--- SUPPLIED DATA Enclosed Below ---
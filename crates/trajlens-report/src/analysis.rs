//! Full analysis report for following an agent's debugging session

use crate::text::truncate_chars;
use chrono::NaiveDateTime;
use std::path::Path;
use trajlens_core::{Message, Step, Trajectory};

pub const SYSTEM_PROMPT_BUDGET: usize = 5000;
pub const PROBLEM_STATEMENT_BUDGET: usize = 3000;
pub const OBSERVATION_BUDGET: usize = 2000;
pub const RESPONSE_BUDGET: usize = 1000;

const WIDTH: usize = 100;

/// Report over one trajectory, rendered entirely in memory
pub struct AnalysisReport<'a> {
    trajectory: &'a Trajectory,
    source_name: String,
    generated: NaiveDateTime,
}

impl<'a> AnalysisReport<'a> {
    pub fn new(
        trajectory: &'a Trajectory,
        source_name: impl Into<String>,
        generated: NaiveDateTime,
    ) -> Self {
        Self {
            trajectory,
            source_name: source_name.into(),
            generated,
        }
    }

    /// Report titled with the file name of `path`
    pub fn for_path(trajectory: &'a Trajectory, path: &Path, generated: NaiveDateTime) -> Self {
        let name = path
            .file_name()
            .map(|n| n.to_string_lossy().into_owned())
            .unwrap_or_else(|| path.display().to_string());
        Self::new(trajectory, name, generated)
    }

    pub fn render(&self) -> String {
        let mut lines: Vec<String> = Vec::new();
        self.push_title(&mut lines);
        self.push_initial_context(&mut lines);
        let total = self.trajectory.len();
        for (i, step) in self.trajectory.iter() {
            push_step(&mut lines, i + 1, total, step);
        }
        self.push_summary(&mut lines);
        lines.join("\n")
    }

    fn push_title(&self, lines: &mut Vec<String>) {
        lines.push(rule('='));
        lines.push(format!("TRAJECTORY ANALYSIS: {}", self.source_name));
        lines.push(rule('='));
        lines.push(format!("Total Steps: {}", self.trajectory.len()));
        lines.push(format!(
            "Generated: {}",
            self.generated.format("%Y-%m-%d %H:%M:%S")
        ));
        lines.push(rule('='));
        lines.push(String::new());
    }

    fn push_initial_context(&self, lines: &mut Vec<String>) {
        let messages = self.trajectory.initial_messages();
        if messages.is_empty() {
            return;
        }

        lines.push(String::new());
        lines.push(format!("╔{}╗", "═".repeat(WIDTH - 2)));
        lines.push(format!("║{}INITIAL CONTEXT{}║", " ".repeat(35), " ".repeat(48)));
        lines.push(format!("╚{}╝", "═".repeat(WIDTH - 2)));
        lines.push(String::new());

        if let Some(msg) = first_of_type(messages, "system_prompt") {
            push_box(lines, &format!("│ 🔧 SYSTEM PROMPT{}│", " ".repeat(80)));
            push_budgeted_content(lines, &msg.text(), SYSTEM_PROMPT_BUDGET);
        }

        if let Some(msg) = first_of_type(messages, "observation") {
            push_box(
                lines,
                &format!(
                    "│ 📋 PROBLEM DESCRIPTION / INITIAL OBSERVATION{}│",
                    " ".repeat(52)
                ),
            );
            push_budgeted_content(lines, &msg.text(), PROBLEM_STATEMENT_BUDGET);
        }

        lines.push(rule('='));
        lines.push(String::new());
    }

    fn push_summary(&self, lines: &mut Vec<String>) {
        lines.push(String::new());
        lines.push(rule('='));
        lines.push("TRAJECTORY SUMMARY".to_string());
        lines.push(rule('='));
        lines.push(format!("Total Steps Executed: {}", self.trajectory.len()));

        lines.push(String::new());
        lines.push("Action Type Distribution:".to_string());
        for (command, count) in action_distribution(self.trajectory) {
            lines.push(format!("  {command}: {count}"));
        }

        lines.push(String::new());
        lines.push(rule('='));
        lines.push("END OF TRAJECTORY".to_string());
        lines.push(rule('='));
    }
}

fn push_step(lines: &mut Vec<String>, number: usize, total: usize, step: &Step) {
    lines.push(String::new());
    lines.push(rule('█'));
    lines.push(format!("STEP {number} of {total}"));
    lines.push(rule('█'));

    lines.push(String::new());
    lines.push("💭 AGENT'S THOUGHT PROCESS:".to_string());
    lines.push(rule('-'));
    lines.push(step.thought.clone());
    lines.push(String::new());

    let action_lines: Vec<&str> = step.action.split('\n').collect();
    lines.push("⚡ ACTION TAKEN:".to_string());
    lines.push(rule('-'));
    lines.push(format!("Command: {}", step.command_line()));
    if action_lines.len() > 1 {
        lines.push(String::new());
        lines.push("Full Action:".to_string());
        for line in &action_lines {
            lines.push(format!("  {line}"));
        }
    }
    lines.push(String::new());

    lines.push("👁️  OBSERVATION/RESULT:".to_string());
    lines.push(rule('-'));
    match truncate_chars(&step.observation, OBSERVATION_BUDGET) {
        (kept, Some(original)) => {
            lines.push(kept.to_string());
            lines.push(String::new());
            lines.push(format!(
                "... [Output truncated - {original} total characters] ..."
            ));
        }
        (kept, None) => lines.push(kept.to_string()),
    }
    lines.push(String::new());

    if let Some(response) = step
        .response
        .as_deref()
        .filter(|r| !r.is_empty() && *r != step.thought)
    {
        lines.push("📝 AGENT'S RESPONSE:".to_string());
        lines.push(rule('-'));
        match truncate_chars(response, RESPONSE_BUDGET) {
            (kept, Some(original)) => {
                lines.push(kept.to_string());
                lines.push(format!(
                    "... [Response truncated - {original} total characters] ..."
                ));
            }
            (kept, None) => lines.push(kept.to_string()),
        }
        lines.push(String::new());
    }

    if let Some(seconds) = step.execution_time.filter(|t| *t != 0.0) {
        lines.push(format!("⏱️  Execution Time: {seconds:.4} seconds"));
        lines.push(String::new());
    }

    if let Some(dir) = step.working_dir().filter(|d| !d.is_empty()) {
        lines.push(format!("📁 Working Directory: {dir}"));
        lines.push(String::new());
    }
}

/// First whitespace-delimited word of each action, by descending count.
/// Ties keep first-seen order; an empty action counts as `unknown`.
pub fn action_distribution(trajectory: &Trajectory) -> Vec<(String, usize)> {
    let mut counts: Vec<(String, usize)> = Vec::new();
    for (_, step) in trajectory.iter() {
        let command = step.action.split_whitespace().next().unwrap_or("unknown");
        match counts.iter_mut().find(|(name, _)| name == command) {
            Some(entry) => entry.1 += 1,
            None => counts.push((command.to_string(), 1)),
        }
    }
    counts.sort_by_key(|(_, count)| std::cmp::Reverse(*count));
    counts
}

fn first_of_type<'m>(messages: &'m [Message], message_type: &str) -> Option<&'m Message> {
    messages.iter().find(|m| m.message_type == message_type)
}

fn push_box(lines: &mut Vec<String>, title: &str) {
    lines.push(format!("┌{}┐", "─".repeat(WIDTH - 2)));
    lines.push(title.to_string());
    lines.push(format!("└{}┘", "─".repeat(WIDTH - 2)));
    lines.push(String::new());
}

fn push_budgeted_content(lines: &mut Vec<String>, content: &str, budget: usize) {
    match truncate_chars(content, budget) {
        (kept, Some(original)) => {
            lines.push(kept.to_string());
            lines.push(format!(
                "\n... [Content truncated - {original} total characters] ...\n"
            ));
        }
        (kept, None) => lines.push(kept.to_string()),
    }
    lines.push(String::new());
}

fn rule(c: char) -> String {
    c.to_string().repeat(WIDTH)
}
use anyhow::Context;
use std::io::Write;
use std::path::{Path, PathBuf};
use trajlens_core::{load_trajectory, Config};
use trajlens_io::{atomic_write, OutputPaths};
use trajlens_report::{render_transcript, write_transcript, TranscriptOptions};

/// Write `<id>_pretty.txt` into the output directory
pub fn export(config: &Config, paths: &OutputPaths, id: &str) -> anyhow::Result<PathBuf> {
    let trajectory = load_trajectory(config, id)?;
    let text = render_transcript(&trajectory, TranscriptOptions::default());
    let out = paths.transcript(id);
    atomic_write(&out, text.as_bytes())
        .with_context(|| format!("Failed to write {}", out.display()))?;
    Ok(out)
}

pub fn run(config: &Config, id: &str, out: Option<&Path>, raw_action: bool) -> anyhow::Result<()> {
    let trajectory = load_trajectory(config, id)?;
    let options = TranscriptOptions {
        include_raw_action: raw_action,
    };

    match out {
        Some(path) => {
            let text = render_transcript(&trajectory, options);
            atomic_write(path, text.as_bytes())
                .with_context(|| format!("Failed to write {}", path.display()))?;
            println!("Saved: {}", path.display());
        }
        None => {
            let stdout = std::io::stdout();
            let mut lock = stdout.lock();
            write_transcript(&mut lock, &trajectory, options)?;
            lock.flush()?;
        }
    }
    Ok(())
}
--- End of Enclosed SUPPLIED DATA ---
With the first line being the one containing "let out = paths.transcript(id);" and the last line the one containing "let options = TranscriptOptions", transcribe exactly the lines above that fall in that range.

_YOUR RESPONSE:_
    let out = paths.transcript(id);
    atomic_write(&out, text.as_bytes())
        .with_context(|| format!("Failed to write {}", out.display()))?;
    Ok(out)
}

pub fn run(config: &Config, id: &str, out: Option<&Path>, raw_action: bool) -> anyhow::Result<()> {
    let trajectory = load_trajectory(config, id)?;
    let options = TranscriptOptions {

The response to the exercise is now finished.